- **AIM OF THE EXERCISE**
For this exercise, print all of the data exactly as given.

[Collected data entries]
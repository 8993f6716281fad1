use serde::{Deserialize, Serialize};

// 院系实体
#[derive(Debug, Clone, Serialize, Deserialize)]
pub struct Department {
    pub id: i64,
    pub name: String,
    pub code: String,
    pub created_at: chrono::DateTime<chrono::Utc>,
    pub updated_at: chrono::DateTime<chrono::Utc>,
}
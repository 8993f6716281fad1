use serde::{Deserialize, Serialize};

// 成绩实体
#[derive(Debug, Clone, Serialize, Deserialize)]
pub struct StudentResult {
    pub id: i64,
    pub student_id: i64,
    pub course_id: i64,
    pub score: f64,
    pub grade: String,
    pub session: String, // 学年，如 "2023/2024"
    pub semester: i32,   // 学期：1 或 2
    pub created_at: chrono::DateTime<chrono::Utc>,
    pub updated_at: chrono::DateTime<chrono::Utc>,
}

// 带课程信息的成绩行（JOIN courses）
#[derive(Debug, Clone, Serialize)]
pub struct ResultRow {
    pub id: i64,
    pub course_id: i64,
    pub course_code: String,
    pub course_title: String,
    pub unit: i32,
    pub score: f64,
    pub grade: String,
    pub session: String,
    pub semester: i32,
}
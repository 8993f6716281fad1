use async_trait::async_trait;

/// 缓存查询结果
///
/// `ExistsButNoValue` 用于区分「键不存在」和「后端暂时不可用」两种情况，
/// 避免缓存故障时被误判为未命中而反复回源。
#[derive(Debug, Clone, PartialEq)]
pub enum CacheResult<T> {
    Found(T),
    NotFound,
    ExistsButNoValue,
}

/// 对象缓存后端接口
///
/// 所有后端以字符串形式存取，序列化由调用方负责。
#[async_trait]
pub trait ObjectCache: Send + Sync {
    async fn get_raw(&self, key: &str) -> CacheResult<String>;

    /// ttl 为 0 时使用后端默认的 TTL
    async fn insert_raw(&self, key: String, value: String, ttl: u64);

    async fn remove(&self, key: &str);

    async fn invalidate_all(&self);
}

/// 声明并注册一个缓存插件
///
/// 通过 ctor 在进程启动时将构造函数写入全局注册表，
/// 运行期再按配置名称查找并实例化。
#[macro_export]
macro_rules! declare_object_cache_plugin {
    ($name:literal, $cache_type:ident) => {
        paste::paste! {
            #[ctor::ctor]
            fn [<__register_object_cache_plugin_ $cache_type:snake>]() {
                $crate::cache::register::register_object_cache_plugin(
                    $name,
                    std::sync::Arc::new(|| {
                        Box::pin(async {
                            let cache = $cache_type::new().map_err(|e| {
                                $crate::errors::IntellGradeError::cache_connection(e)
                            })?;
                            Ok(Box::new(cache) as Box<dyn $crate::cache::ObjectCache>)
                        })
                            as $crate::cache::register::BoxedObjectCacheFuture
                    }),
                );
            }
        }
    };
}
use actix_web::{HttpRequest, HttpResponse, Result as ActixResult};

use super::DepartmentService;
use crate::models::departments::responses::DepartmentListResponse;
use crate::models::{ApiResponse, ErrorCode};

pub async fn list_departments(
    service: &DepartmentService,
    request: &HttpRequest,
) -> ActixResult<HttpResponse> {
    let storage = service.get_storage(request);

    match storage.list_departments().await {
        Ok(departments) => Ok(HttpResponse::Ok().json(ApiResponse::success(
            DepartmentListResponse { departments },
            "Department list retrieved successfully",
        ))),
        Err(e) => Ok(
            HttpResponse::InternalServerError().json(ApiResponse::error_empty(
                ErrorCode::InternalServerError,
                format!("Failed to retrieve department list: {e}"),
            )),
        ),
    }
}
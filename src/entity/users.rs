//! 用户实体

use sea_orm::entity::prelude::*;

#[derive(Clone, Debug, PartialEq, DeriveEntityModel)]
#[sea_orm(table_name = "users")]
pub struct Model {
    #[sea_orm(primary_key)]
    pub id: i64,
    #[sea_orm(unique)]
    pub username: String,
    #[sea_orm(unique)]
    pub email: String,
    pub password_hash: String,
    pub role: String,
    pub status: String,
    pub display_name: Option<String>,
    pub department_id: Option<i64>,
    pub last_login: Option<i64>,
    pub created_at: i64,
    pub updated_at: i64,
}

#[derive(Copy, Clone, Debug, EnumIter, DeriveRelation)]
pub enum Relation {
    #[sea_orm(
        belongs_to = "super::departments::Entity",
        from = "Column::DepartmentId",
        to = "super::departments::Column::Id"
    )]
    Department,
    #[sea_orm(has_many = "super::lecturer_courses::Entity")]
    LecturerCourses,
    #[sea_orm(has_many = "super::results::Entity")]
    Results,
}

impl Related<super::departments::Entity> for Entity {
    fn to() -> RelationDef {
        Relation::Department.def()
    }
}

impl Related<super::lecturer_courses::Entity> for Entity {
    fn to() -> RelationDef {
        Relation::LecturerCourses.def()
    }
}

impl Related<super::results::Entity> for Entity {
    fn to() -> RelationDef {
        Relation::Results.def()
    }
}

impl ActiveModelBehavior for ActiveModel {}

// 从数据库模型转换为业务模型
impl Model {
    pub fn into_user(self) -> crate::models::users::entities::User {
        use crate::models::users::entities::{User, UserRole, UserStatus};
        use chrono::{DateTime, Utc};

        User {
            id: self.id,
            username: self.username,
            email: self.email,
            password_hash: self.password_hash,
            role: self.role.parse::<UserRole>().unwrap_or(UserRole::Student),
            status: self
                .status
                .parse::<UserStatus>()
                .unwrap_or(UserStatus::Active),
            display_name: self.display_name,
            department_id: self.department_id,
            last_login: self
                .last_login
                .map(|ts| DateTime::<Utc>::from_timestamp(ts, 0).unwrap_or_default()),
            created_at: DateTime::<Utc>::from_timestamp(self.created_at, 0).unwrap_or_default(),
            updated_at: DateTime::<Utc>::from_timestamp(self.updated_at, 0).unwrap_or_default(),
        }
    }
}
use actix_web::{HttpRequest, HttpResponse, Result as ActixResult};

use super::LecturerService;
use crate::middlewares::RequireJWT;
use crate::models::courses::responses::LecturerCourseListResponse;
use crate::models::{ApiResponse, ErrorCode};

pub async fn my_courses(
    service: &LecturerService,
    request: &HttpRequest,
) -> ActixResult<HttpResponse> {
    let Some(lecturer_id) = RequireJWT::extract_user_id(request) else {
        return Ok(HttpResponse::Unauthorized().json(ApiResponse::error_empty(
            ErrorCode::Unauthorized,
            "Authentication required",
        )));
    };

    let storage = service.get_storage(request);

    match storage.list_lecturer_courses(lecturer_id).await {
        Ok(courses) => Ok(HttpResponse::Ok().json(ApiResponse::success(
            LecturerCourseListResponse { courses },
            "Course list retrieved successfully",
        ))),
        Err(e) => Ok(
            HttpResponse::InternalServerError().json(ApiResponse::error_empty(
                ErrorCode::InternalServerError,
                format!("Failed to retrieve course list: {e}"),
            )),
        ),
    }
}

- **RESPONSE FOR THIS EXERCISE**
repository 8993f6716281fad1
use serde::{Deserialize, Serialize};

// 院系实体
#[derive(Debug, Clone, Serialize, Deserialize)]
pub struct Department {
    pub id: i64,
    pub name: String,
    pub code: String,
    pub created_at: chrono::DateTime<chrono::Utc>,
    pub updated_at: chrono::DateTime<chrono::Utc>,
}
repository 8993f6716281fad1
use serde::{Deserialize, Serialize};

// 成绩实体
#[derive(Debug, Clone, Serialize, Deserialize)]
pub struct StudentResult {
    pub id: i64,
    pub student_id: i64,
    pub course_id: i64,
    pub score: f64,
    pub grade: String,
    pub session: String, // 学年，如 "2023/2024"
    pub semester: i32,   // 学期：1 或 2
    pub created_at: chrono::DateTime<chrono::Utc>,
    pub updated_at: chrono::DateTime<chrono::Utc>,
}

// 带课程信息的成绩行（JOIN courses）
#[derive(Debug, Clone, Serialize)]
pub struct ResultRow {
    pub id: i64,
    pub course_id: i64,
    pub course_code: String,
    pub course_title: String,
    pub unit: i32,
    pub score: f64,
    pub grade: String,
    pub session: String,
    pub semester: i32,
}
repository 8993f6716281fad1
use async_trait::async_trait;

/// 缓存查询结果
///
/// `ExistsButNoValue` 用于区分「键不存在」和「后端暂时不可用」两种情况，
/// 避免缓存故障时被误判为未命中而反复回源。
#[derive(Debug, Clone, PartialEq)]
pub enum CacheResult<T> {
    Found(T),
    NotFound,
    ExistsButNoValue,
}

/// 对象缓存后端接口
///
/// 所有后端以字符串形式存取，序列化由调用方负责。
#[async_trait]
pub trait ObjectCache: Send + Sync {
    async fn get_raw(&self, key: &str) -> CacheResult<String>;

    /// ttl 为 0 时使用后端默认的 TTL
    async fn insert_raw(&self, key: String, value: String, ttl: u64);

    async fn remove(&self, key: &str);

    async fn invalidate_all(&self);
}

/// 声明并注册一个缓存插件
///
/// 通过 ctor 在进程启动时将构造函数写入全局注册表，
/// 运行期再按配置名称查找并实例化。
#[macro_export]
macro_rules! declare_object_cache_plugin {
    ($name:literal, $cache_type:ident) => {
        paste::paste! {
            #[ctor::ctor]
            fn [<__register_object_cache_plugin_ $cache_type:snake>]() {
                $crate::cache::register::register_object_cache_plugin(
                    $name,
                    std::sync::Arc::new(|| {
                        Box::pin(async {
                            let cache = $cache_type::new().map_err(|e| {
                                $crate::errors::IntellGradeError::cache_connection(e)
                            })?;
                            Ok(Box::new(cache) as Box<dyn $crate::cache::ObjectCache>)
                        })
                            as $crate::cache::register::BoxedObjectCacheFuture
                    }),
                );
            }
        }
    };
}
use actix_web::{HttpRequest, HttpResponse, Result as ActixResult};

use super::DepartmentService;
use crate::models::departments::responses::DepartmentListResponse;
use crate::models::{ApiResponse, ErrorCode};

pub async fn list_departments(
    service: &DepartmentService,
    request: &HttpRequest,
) -> ActixResult<HttpResponse> {
    let storage = service.get_storage(request);

    match storage.list_departments().await {
        Ok(departments) => Ok(HttpResponse::Ok().json(ApiResponse::success(
            DepartmentListResponse { departments },
            "Department list retrieved successfully",
        ))),
        Err(e) => Ok(
            HttpResponse::InternalServerError().json(ApiResponse::error_empty(
                ErrorCode::InternalServerError,
                format!("Failed to retrieve department list: {e}"),
            )),
        ),
    }
}
filename src/entity/users.rs
//! 用户实体

use sea_orm::entity::prelude::*;

#[derive(Clone, Debug, PartialEq, DeriveEntityModel)]
#[sea_orm(table_name = "users")]
pub struct Model {
    #[sea_orm(primary_key)]
    pub id: i64,
    #[sea_orm(unique)]
    pub username: String,
    #[sea_orm(unique)]
    pub email: String,
    pub password_hash: String,
    pub role: String,
    pub status: String,
    pub display_name: Option<String>,
    pub department_id: Option<i64>,
    pub last_login: Option<i64>,
    pub created_at: i64,
    pub updated_at: i64,
}

#[derive(Copy, Clone, Debug, EnumIter, DeriveRelation)]
pub enum Relation {
    #[sea_orm(
        belongs_to = "super::departments::Entity",
        from = "Column::DepartmentId",
        to = "super::departments::Column::Id"
    )]
    Department,
    #[sea_orm(has_many = "super::lecturer_courses::Entity")]
    LecturerCourses,
    #[sea_orm(has_many = "super::results::Entity")]
    Results,
}

impl Related<super::departments::Entity> for Entity {
    fn to() -> RelationDef {
        Relation::Department.def()
    }
}

impl Related<super::lecturer_courses::Entity> for Entity {
    fn to() -> RelationDef {
        Relation::LecturerCourses.def()
    }
}

impl Related<super::results::Entity> for Entity {
    fn to() -> RelationDef {
        Relation::Results.def()
    }
}

impl ActiveModelBehavior for ActiveModel {}

// 从数据库模型转换为业务模型
impl Model {
    pub fn into_user(self) -> crate::models::users::entities::User {
        use crate::models::users::entities::{User, UserRole, UserStatus};
        use chrono::{DateTime, Utc};

        User {
            id: self.id,
            username: self.username,
            email: self.email,
            password_hash: self.password_hash,
            role: self.role.parse::<UserRole>().unwrap_or(UserRole::Student),
            status: self
                .status
                .parse::<UserStatus>()
                .unwrap_or(UserStatus::Active),
            display_name: self.display_name,
            department_id: self.department_id,
            last_login: self
                .last_login
                .map(|ts| DateTime::<Utc>::from_timestamp(ts, 0).unwrap_or_default()),
            created_at: DateTime::<Utc>::from_timestamp(self.created_at, 0).unwrap_or_default(),
            updated_at: DateTime::<Utc>::from_timestamp(self.updated_at, 0).unwrap_or_default(),
        }
    }
}
use actix_web::{HttpRequest, HttpResponse, Result as ActixResult};

use super::LecturerService;
use crate::middlewares::RequireJWT;
use crate::models::courses::responses::LecturerCourseListResponse;
use crate::models::{ApiResponse, ErrorCode};

pub async fn my_courses(
    service: &LecturerService,
    request: &HttpRequest,
) -> ActixResult<HttpResponse> {
    let Some(lecturer_id) = RequireJWT::extract_user_id(request) else {
        return Ok(HttpResponse::Unauthorized().json(ApiResponse::error_empty(
            ErrorCode::Unauthorized,
            "Authentication required",
        )));
    };

    let storage = service.get_storage(request);

    match storage.list_lecturer_courses(lecturer_id).await {
        Ok(courses) => Ok(HttpResponse::Ok().json(ApiResponse::success(
            LecturerCourseListResponse { courses },
            "Course list retrieved successfully",
        ))),
        Err(e) => Ok(
            HttpResponse::InternalServerError().json(ApiResponse::error_empty(
                ErrorCode::InternalServerError,
                format!("Failed to retrieve course list: {e}"),
            )),
        ),
    }
}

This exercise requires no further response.